Bad OKRs are generally unclear, difficult to measure, and not aligned with the overall business goals. When Objectives are vague, overly ambitious, or not in sync with the organization’s strategic priorities, they can cause confusion and misalignment among teams.
Likewise, poorly defined key results that are too subjective, unquantifiable, or easily manipulated can impede effective performance evaluation.
OKRs creating mistakes you should avoid
Creating effective OKRs requires careful attention to avoid common mistakes. Here are 10 important factors to keep in mind:
- Lack of alignment: Ensure that OKRs are directly aligned with organizational goals to maintain focus and cohesion.
- Overly ambitious objectives: Avoid setting unrealistic or overly ambitious objectives that can demotivate teams and lead to unattainable results.
- Vagueness in key results: Clearly define and quantify Key Results to avoid ambiguity and ensure objective evaluation of progress.
- Neglecting regular check-ins: Regularly monitor and update OKRs to adapt to changing circumstances and keep teams on track.
- Excessive or inadequate key results: Strike a balance between setting enough and not too many key results to maintain focus without diluting efforts.
- Ignoring employee involvement: Involve employees in the OKR-setting process to foster engagement, ownership, and commitment.

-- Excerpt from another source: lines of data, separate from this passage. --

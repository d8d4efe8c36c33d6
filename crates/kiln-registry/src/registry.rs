//! ClassRegistry - read-only view of every class known to a compilation.
//!
//! # Storage Model
//!
//! - **Arena**: every [`ClassDefinition`] lives in a single `Vec`, addressed
//!   by [`ClassId`]. One definition exists per qualified name, so identity
//!   comparisons can compare ids.
//! - **Name tables**: user classes and internal (host runtime) classes are
//!   indexed separately by the case-insensitive [`TypeHash`] of their name.
//!
//! # Thread Safety
//!
//! The registry is populated single-threaded by the earlier compiler passes.
//! Afterwards it is only read, and can be shared by reference across
//! compilation units running in parallel.
//!
//! # Example
//!
//! ```
//! use kiln_registry::{ClassDecl, ClassRegistry};
//! use kiln_core::{QualifiedName, Visibility};
//!
//! let mut registry = ClassRegistry::new();
//! registry
//!     .register_class(ClassDecl::user("Foo").static_property("count", Visibility::Public))
//!     .unwrap();
//!
//! let foo = registry.get_class_definition(&QualifiedName::global("foo")).unwrap();
//! assert!(registry.has_property(foo.id, "count"));
//! ```

use rustc_hash::FxHashMap;

use kiln_core::{
    ClassDefinition, ClassId, ClassProperty, ClassSource, QualifiedName, RegistrationError,
    TypeHash,
};

use crate::ClassDecl;

/// Class and property registry.
#[derive(Debug, Default)]
pub struct ClassRegistry {
    /// Arena of definitions, indexed by `ClassId`.
    classes: Vec<ClassDefinition>,
    /// User classes by name hash.
    user: FxHashMap<TypeHash, ClassId>,
    /// Internal classes by name hash.
    internal: FxHashMap<TypeHash, ClassId>,
}

impl ClassRegistry {
    /// Create a new empty registry.
    pub fn new() -> Self {
        Self::default()
    }

    // ==========================================================================
    // Registration
    // ==========================================================================

    /// Register a class.
    ///
    /// The parent, if declared, must already be registered (user classes are
    /// checked before internal ones).
    pub fn register_class(&mut self, decl: ClassDecl) -> Result<ClassId, RegistrationError> {
        let hash = decl.name.to_type_hash();
        if self.user.contains_key(&hash) || self.internal.contains_key(&hash) {
            return Err(RegistrationError::DuplicateClass(decl.name.to_string()));
        }

        let extends = match &decl.extends {
            Some(parent) => Some(self.lookup_any(parent).ok_or_else(|| {
                RegistrationError::UnknownParent {
                    class: decl.name.to_string(),
                    parent: parent.to_string(),
                }
            })?),
            None => None,
        };

        let id = ClassId(self.classes.len() as u32);
        let mut definition = ClassDefinition::new(id, decl.name, decl.handle, decl.source);
        definition.extends_name = decl.extends;
        definition.extends = extends;

        for property in decl.properties {
            if definition.find_own_property(&property.name).is_some() {
                return Err(RegistrationError::DuplicateProperty {
                    class: definition.complete_name(),
                    property: property.name,
                });
            }
            definition.properties.push(ClassProperty::new(
                property.name,
                property.is_static,
                property.visibility,
                id,
            ));
        }

        log::trace!(
            "registered {:?} class {} as {:?}",
            definition.source,
            definition.name,
            id
        );

        match definition.source {
            ClassSource::User => self.user.insert(hash, id),
            ClassSource::Internal => self.internal.insert(hash, id),
        };
        self.classes.push(definition);

        Ok(id)
    }

    // ==========================================================================
    // Class Lookup
    // ==========================================================================

    /// Get a definition by id.
    pub fn get(&self, id: ClassId) -> Option<&ClassDefinition> {
        self.classes.get(id.index())
    }

    /// Check if a user class with this name exists.
    pub fn is_class(&self, name: &QualifiedName) -> bool {
        self.user.contains_key(&name.to_type_hash())
    }

    /// Check if an internal class with this name exists.
    pub fn is_internal_class(&self, name: &QualifiedName) -> bool {
        self.internal.contains_key(&name.to_type_hash())
    }

    /// Get a user class by name.
    pub fn get_class_definition(&self, name: &QualifiedName) -> Option<&ClassDefinition> {
        self.user
            .get(&name.to_type_hash())
            .and_then(|id| self.get(*id))
    }

    /// Get an internal class by name.
    pub fn get_internal_class_definition(&self, name: &QualifiedName) -> Option<&ClassDefinition> {
        self.internal
            .get(&name.to_type_hash())
            .and_then(|id| self.get(*id))
    }

    fn lookup_any(&self, name: &QualifiedName) -> Option<ClassId> {
        let hash = name.to_type_hash();
        self.user
            .get(&hash)
            .or_else(|| self.internal.get(&hash))
            .copied()
    }

    /// Get the resolved parent of a class.
    pub fn extends_class_definition(&self, class: &ClassDefinition) -> Option<&ClassDefinition> {
        class.extends.and_then(|id| self.get(id))
    }

    /// Get the inheritance chain for a class (excluding the class itself).
    ///
    /// Returns base classes from immediate parent to root.
    pub fn base_class_chain(&self, id: ClassId) -> Vec<&ClassDefinition> {
        let mut chain = Vec::new();
        let mut current = self.get(id);

        while let Some(class) = current
            && let Some(base) = self.extends_class_definition(class)
        {
            chain.push(base);
            current = Some(base);
        }

        chain
    }

    // ==========================================================================
    // Property Lookup
    // ==========================================================================

    /// Find a property on a class or any of its ancestors.
    ///
    /// Own properties shadow inherited ones.
    pub fn get_property(&self, id: ClassId, name: &str) -> Option<&ClassProperty> {
        let own = self.get(id)?;
        own.find_own_property(name).or_else(|| {
            self.base_class_chain(id)
                .into_iter()
                .find_map(|base| base.find_own_property(name))
        })
    }

    /// Check if a class or any of its ancestors declares a property.
    pub fn has_property(&self, id: ClassId, name: &str) -> bool {
        self.get_property(id, name).is_some()
    }

    // ==========================================================================
    // Iteration
    // ==========================================================================

    /// Iterate over all classes in registration order.
    pub fn classes(&self) -> impl Iterator<Item = &ClassDefinition> {
        self.classes.iter()
    }

    pub fn class_count(&self) -> usize {
        self.classes.len()
    }
}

- Failure to prioritize: Prioritize objectives to prevent teams from being overwhelmed and to concentrate efforts on high-impact goals.
- Disconnected OKRs: Ensure OKRs are interconnected across teams and departments to promote collaboration and alignment across the organization.

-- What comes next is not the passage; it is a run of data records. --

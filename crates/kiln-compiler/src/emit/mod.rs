//! Instruction emitter for the kiln backend.
//!
//! The [`CodeEmitter`] is an append-only, ordered sink of [`Instruction`]s:
//! calls against the host runtime's fixed set of value and object-model
//! primitives. Instructions are kept typed until [`CodeEmitter::render`]
//! turns them into C statements.
//!
//! # Example
//!
//! ```
//! use kiln_compiler::emit::{CodeEmitter, Instruction};
//! use kiln_compiler::CodegenConfig;
//!
//! let mut emitter = CodeEmitter::new();
//! emitter.set_line(3);
//! emitter.output(Instruction::BoxLong { target: "_0".into(), value: "5".into() });
//!
//! assert_eq!(emitter.render(&CodegenConfig::new()), "ZVAL_LONG(_0, 5);\n");
//! ```

mod headers;

pub use headers::{HeadersManager, OBJECT_HEADER};

use kiln_core::ClassHandle;

use crate::config::{CodegenConfig, CodegenProperty};

/// Value stored into a static property.
#[derive(Debug, Clone, PartialEq, Eq)]
pub enum StoreValue {
    /// The shared null singleton.
    Null,
    /// The shared true singleton.
    True,
    /// The shared false singleton.
    False,
    /// A value cell held in a variable.
    Variable(String),
}

impl StoreValue {
    fn render(&self) -> String {
        match self {
            StoreValue::Null => "KILN_GLOBAL(global_null)".to_string(),
            StoreValue::True => "KILN_GLOBAL(global_true)".to_string(),
            StoreValue::False => "KILN_GLOBAL(global_false)".to_string(),
            StoreValue::Variable(name) => name.clone(),
        }
    }
}

/// A single runtime call.
#[derive(Debug, Clone, PartialEq, Eq)]
pub enum Instruction {
    /// Allocate a fresh value cell that is not reference counted yet.
    InitNonReferenced { target: String },
    /// Materialize a long value into a cell.
    BoxLong { target: String, value: String },
    /// Materialize a boolean value into a cell.
    BoxBool { target: String, value: String },
    /// Copy a string literal into a cell the cell owns.
    CopyString { target: String, literal: String },
    /// Initialize a cell as a fresh empty array.
    InitArray { target: String },
    /// Store a value into a class's static property.
    ///
    /// With `cache`, the runtime remembers the resolved slot in that variable
    /// across calls.
    UpdateStaticProperty {
        class: ClassHandle,
        property: String,
        value: StoreValue,
        cache: Option<String>,
    },
    /// Pre-rendered text from another code generator.
    Raw(String),
}

impl Instruction {
    /// Render as a C statement.
    pub fn render(&self, config: &CodegenConfig) -> String {
        let tsrm = if config.is_enabled(CodegenProperty::ThreadSafeArguments) {
            " TSRMLS_CC"
        } else {
            ""
        };

        match self {
            Instruction::InitNonReferenced { target } => {
                format!("KILN_INIT_ZVAL_NREF({target});")
            }
            Instruction::BoxLong { target, value } => format!("ZVAL_LONG({target}, {value});"),
            Instruction::BoxBool { target, value } => format!("ZVAL_BOOL({target}, {value});"),
            Instruction::CopyString { target, literal } => {
                format!("ZVAL_STRING({target}, \"{literal}\", 1);")
            }
            Instruction::InitArray { target } => format!("array_init({target});"),
            Instruction::UpdateStaticProperty {
                class,
                property,
                value,
                cache: None,
            } => format!(
                "kiln_update_static_property_ce({class}, SL(\"{property}\"), {}{tsrm});",
                value.render()
            ),
            Instruction::UpdateStaticProperty {
                class,
                property,
                value,
                cache: Some(cache),
            } => format!(
                "kiln_update_static_property_ce_cache({class}, SL(\"{property}\"), {}, &{cache}{tsrm});",
                value.render()
            ),
            Instruction::Raw(text) => text.clone(),
        }
    }
}

/// An instruction with its source line and indentation level.
#[derive(Debug, Clone, PartialEq, Eq)]
pub struct EmittedLine {
    pub instruction: Instruction,
    pub line: u32,
    pub level: u32,
}

/// Emits instructions for one compilation unit.
#[derive(Debug)]
pub struct CodeEmitter {
    lines: Vec<EmittedLine>,
    /// Current source line for debug info
    current_line: u32,
    /// Current indentation level
    level: u32,
}

impl CodeEmitter {
    pub fn new() -> Self {
        Self {
            lines: Vec::new(),
            current_line: 1,
            level: 0,
        }
    }

    /// Set current source line.
    ///
    /// All subsequent instructions will be associated with this line number.
    pub fn set_line(&mut self, line: u32) {
        self.current_line = line;
    }

    pub fn current_line(&self) -> u32 {
        self.current_line
    }

    pub fn increase_level(&mut self) {
        self.level += 1;
    }

    pub fn decrease_level(&mut self) {
        self.level = self.level.saturating_sub(1);
    }

    /// Append an instruction.
    pub fn output(&mut self, instruction: Instruction) {
        self.lines.push(EmittedLine {
            instruction,
            line: self.current_line,
            level: self.level,
        });
    }

    pub fn len(&self) -> usize {
        self.lines.len()
    }

    pub fn is_empty(&self) -> bool {
        self.lines.is_empty()
    }

    /// Emitted lines in emission order.
    pub fn lines(&self) -> &[EmittedLine] {
        &self.lines
    }

    /// Emitted instructions in emission order.
    pub fn instructions(&self) -> impl Iterator<Item = &Instruction> {
        self.lines.iter().map(|l| &l.instruction)
    }

    /// Render every instruction, one per line, indented by level.
    pub fn render(&self, config: &CodegenConfig) -> String {
        let width = config.get(CodegenProperty::IndentWidth);
        let mut out = String::new();
        for line in &self.lines {
            out.push_str(&" ".repeat(width * line.level as usize));
            out.push_str(&line.instruction.render(config));
            out.push('\n');
        }
        out
    }

    /// Consume the emitter, returning its lines.
    pub fn finish(self) -> Vec<EmittedLine> {
        self.lines
    }
}

impl Default for CodeEmitter {
    fn default() -> Self {
        Self::new()
    }
}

- Static OKRs: Adapt OKRs as needed, responding to changes in the business environment and avoiding rigid, unchanged objectives throughout the cycle.
- Lack of learning and reflection: Encourage a culture of learning by reflecting on both successes and failures during and after the OKR cycle, fostering continuous improvement.

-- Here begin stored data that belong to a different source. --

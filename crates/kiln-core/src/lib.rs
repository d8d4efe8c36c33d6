//! Core types shared by the kiln compiler crates.
//!
//! - [`Span`]: source locations for diagnostics
//! - [`TypeHash`] and [`QualifiedName`]: class identity
//! - [`Visibility`]: member access modifiers
//! - [`CompiledExpression`], [`ExprType`], [`VariableKind`]: the value/type model
//! - [`entries`]: class and property definitions
//! - [`error`]: the error hierarchy

pub mod entries;
pub mod error;
mod expr;
mod qualified_name;
mod span;
mod type_hash;
mod variable_kind;
mod visibility;

pub use entries::{ClassDefinition, ClassHandle, ClassId, ClassProperty, ClassSource};
pub use error::{CompilationError, KilnError, RegistrationError};
pub use expr::{CompiledExpression, ExprType};
pub use qualified_name::QualifiedName;
pub use span::Span;
pub use type_hash::TypeHash;
pub use variable_kind::VariableKind;
pub use visibility::Visibility;
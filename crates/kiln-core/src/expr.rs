//! Compiled expression values handed to statement lowering.
//!
//! The expression sub-compiler reduces every right-hand side to a
//! [`CompiledExpression`]: a type tag from the closed [`ExprType`] set plus
//! the code fragment that produces the value.

use std::fmt;

/// Result kind of a compiled expression.
#[derive(Debug, Clone, Copy, PartialEq, Eq, Hash)]
pub enum ExprType {
    Null,
    Int,
    Uint,
    Long,
    Ulong,
    Char,
    Uchar,
    Double,
    Bool,
    String,
    Istring,
    EmptyArray,
    Array,
    /// The value lives in a variable; the code fragment is its name.
    Variable,
}

impl ExprType {
    /// The tag's source-level name.
    pub fn name(self) -> &'static str {
        match self {
            ExprType::Null => "null",
            ExprType::Int => "int",
            ExprType::Uint => "uint",
            ExprType::Long => "long",
            ExprType::Ulong => "ulong",
            ExprType::Char => "char",
            ExprType::Uchar => "uchar",
            ExprType::Double => "double",
            ExprType::Bool => "bool",
            ExprType::String => "string",
            ExprType::Istring => "istring",
            ExprType::EmptyArray => "empty-array",
            ExprType::Array => "array",
            ExprType::Variable => "variable",
        }
    }
}

impl fmt::Display for ExprType {
    fn fmt(&self, f: &mut fmt::Formatter<'_>) -> fmt::Result {
        f.write_str(self.name())
    }
}

/// An already-evaluated expression.
///
/// Produced once by the expression compiler and consumed once by lowering.
#[derive(Debug, Clone, PartialEq, Eq)]
pub struct CompiledExpression {
    ty: ExprType,
    code: String,
    boolean_code: Option<String>,
}

impl CompiledExpression {
    /// Create an expression with an explicit tag and code fragment.
    pub fn new(ty: ExprType, code: impl Into<String>) -> Self {
        Self {
            ty,
            code: code.into(),
            boolean_code: None,
        }
    }

    pub fn null() -> Self {
        Self::new(ExprType::Null, "null")
    }

    pub fn int(value: i64) -> Self {
        Self::new(ExprType::Int, value.to_string())
    }

    pub fn uint(value: u64) -> Self {
        Self::new(ExprType::Uint, value.to_string())
    }

    pub fn long(value: i64) -> Self {
        Self::new(ExprType::Long, value.to_string())
    }

    /// A string literal. `literal` is the already-escaped string body.
    pub fn string(literal: impl Into<String>) -> Self {
        Self::new(ExprType::String, literal)
    }

    /// A boolean literal, with its truth value pre-rendered as `1`/`0`.
    pub fn bool(value: bool) -> Self {
        Self {
            ty: ExprType::Bool,
            code: if value { "true" } else { "false" }.to_string(),
            boolean_code: Some(if value { "1" } else { "0" }.to_string()),
        }
    }

    pub fn empty_array() -> Self {
        Self::new(ExprType::EmptyArray, "array()")
    }

    /// A reference to a variable by name.
    pub fn variable(name: impl Into<String>) -> Self {
        Self::new(ExprType::Variable, name)
    }

    /// The expression's type tag.
    pub fn ty(&self) -> ExprType {
        self.ty
    }

    /// The code fragment that produces the value.
    pub fn code(&self) -> &str {
        &self.code
    }

    /// The rendered truth value; falls back to the plain code fragment.
    pub fn boolean_code(&self) -> &str {
        self.boolean_code.as_deref().unwrap_or(&self.code)
    }
}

What do bad OKRs look like? Examples of bad OKRs
Bad OKRs are characterized by vagueness, lack of specificity, and an absence of measurable outcomes.
Here’s an example of a bad OKR:
Objective: Increase brand awareness.
Due date: 1 quarter
Key Results:
- Generate 1 million social media impressions
- Secure 5 news mentions in prominent publications
- Increase website traffic by 20%
These key results may appear measurable, but they only focus on outputs such as impressions, mentions, and traffic. They don’t consider meaningful outcomes.
This OKR needs specific metrics like “increase conversion rate by 5%” or “improve brand association score by 10 points” to measure its impact on the business.
Additionally, the objective itself is too generic and lacks ambition. A better approach would be to identify a specific target customer segment and create Key Results that align with their behavior, such as “convert 10% of website visitors into leads.”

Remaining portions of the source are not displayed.